REQUIRED ACTION: Among the records below, find each line bearing the word "ProvideCredential" and copy it.

++++++

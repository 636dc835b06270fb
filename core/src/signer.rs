// Licensed to the Apache Software Foundation (ASF) under one
// or more contributor license agreements.  See the NOTICE file
// distributed with this work for additional information
// regarding copyright ownership.  The ASF licenses this file
// to you under the Apache License, Version 2.0 (the
// "License"); you may not use this file except in compliance
// with the License.  You may obtain a copy of the License at
//
//   http://www.apache.org/licenses/LICENSE-2.0
//
// Unless required by applicable law or agreed to in writing,
// software distributed under the License is distributed on an
// "AS IS" BASIS, WITHOUT WARRANTIES OR CONDITIONS OF ANY
// KIND, either express or implied.  See the License for the
// specific language governing permissions and limitations
// under the License.

use crate::{Context, ProvideCredential, Result, SignRequest, SigningCredential};
use std::sync::{Arc, Mutex, PoisonError};
use std::time::Duration;

/// Signer is the main struct used to sign the request.
///
/// The last valid credential is cached and reused until it reports
/// itself invalid, at which point the provider is asked again.
#[derive(Clone, Debug)]
pub struct Signer<K: SigningCredential> {
    ctx: Context,
    loader: Arc<dyn ProvideCredential<Credential = K>>,
    builder: Arc<dyn SignRequest<Credential = K>>,
    credential: Arc<Mutex<Option<K>>>,
}

impl<K: SigningCredential> Signer<K> {
    /// Create a new signer.
    pub fn new(
        ctx: Context,
        loader: impl ProvideCredential<Credential = K>,
        builder: impl SignRequest<Credential = K>,
    ) -> Self {
        Self {
            ctx,

            loader: Arc::new(loader),
            builder: Arc::new(builder),
            credential: Arc::new(Mutex::new(None)),
        }
    }

    /// Signing request.
    pub async fn sign(
        &self,
        req: &mut http::request::Parts,
        expires_in: Option<Duration>,
    ) -> Result<()> {
        let credential = self.cached_credential();
        let credential = if credential.is_valid() {
            credential
        } else {
            let loaded = self.loader.provide_credential(&self.ctx).await?;
            *self
                .credential
                .lock()
                .unwrap_or_else(PoisonError::into_inner) = loaded.clone();
            loaded
        };

        self.builder
            .sign_request(&self.ctx, req, credential.as_ref(), expires_in)
            .await
    }

    fn cached_credential(&self) -> Option<K> {
        self.credential
            .lock()
            .unwrap_or_else(PoisonError::into_inner)
            .clone()
    }
}

#[cfg(test)]
mod tests {
    use super::*;
    use crate::Error;
    use std::sync::atomic::{AtomicUsize, Ordering};

    #[derive(Clone, Debug)]
    struct Token(String);

    impl SigningCredential for Token {
        fn is_valid(&self) -> bool {
            !self.0.is_empty()
        }
    }

    #[derive(Debug)]
    struct CountingLoader {
        token: &'static str,
        calls: Arc<AtomicUsize>,
    }

    #[async_trait::async_trait]
    impl ProvideCredential for CountingLoader {
        type Credential = Token;

        async fn provide_credential(&self, _: &Context) -> Result<Option<Self::Credential>> {
            self.calls.fetch_add(1, Ordering::SeqCst);
            Ok(Some(Token(self.token.to_string())))
        }
    }

    #[derive(Debug)]
    struct HeaderBuilder;

    #[async_trait::async_trait]
    impl SignRequest for HeaderBuilder {
        type Credential = Token;

        async fn sign_request(
            &self,
            _: &Context,
            req: &mut http::request::Parts,
            credential: Option<&Self::Credential>,
            _: Option<Duration>,
        ) -> Result<()> {
            let token = credential.ok_or_else(|| Error::credential_invalid("missing token"))?;
            req.headers.insert("x-token", token.0.parse()?);
            Ok(())
        }
    }

    fn parts() -> http::request::Parts {
        http::Request::get("https://example.com/")
            .body(())
            .unwrap()
            .into_parts()
            .0
    }

    #[tokio::test]
    async fn test_sign_caches_valid_credential() -> Result<()> {
        let calls = Arc::new(AtomicUsize::new(0));
        let signer = Signer::new(
            Context::new(),
            CountingLoader {
                token: "abc",
                calls: calls.clone(),
            },
            HeaderBuilder,
        );

        let mut first = parts();
        signer.sign(&mut first, None).await?;
        let mut second = parts();
        signer.sign(&mut second, None).await?;

        assert_eq!(first.headers["x-token"], "abc");
        assert_eq!(second.headers["x-token"], "abc");
        assert_eq!(calls.load(Ordering::SeqCst), 1);
        Ok(())
    }

    #[tokio::test]
    async fn test_sign_reloads_invalid_credential() {
        let calls = Arc::new(AtomicUsize::new(0));
        let signer = Signer::new(
            Context::new(),
            CountingLoader {
                token: "",
                calls: calls.clone(),
            },
            HeaderBuilder,
        );

        // An empty token is invalid, so every call goes back to the loader.
        for _ in 0..3 {
            let mut req = parts();
            signer.sign(&mut req, None).await.unwrap();
        }
        assert_eq!(calls.load(Ordering::SeqCst), 3);
    }
}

++++++

SOLUTION TO THIS EXERCISE:
use crate::{Context, ProvideCredential, Result, SignRequest, SigningCredential};
    loader: Arc<dyn ProvideCredential<Credential = K>>,
        loader: impl ProvideCredential<Credential = K>,
    impl ProvideCredential for CountingLoader {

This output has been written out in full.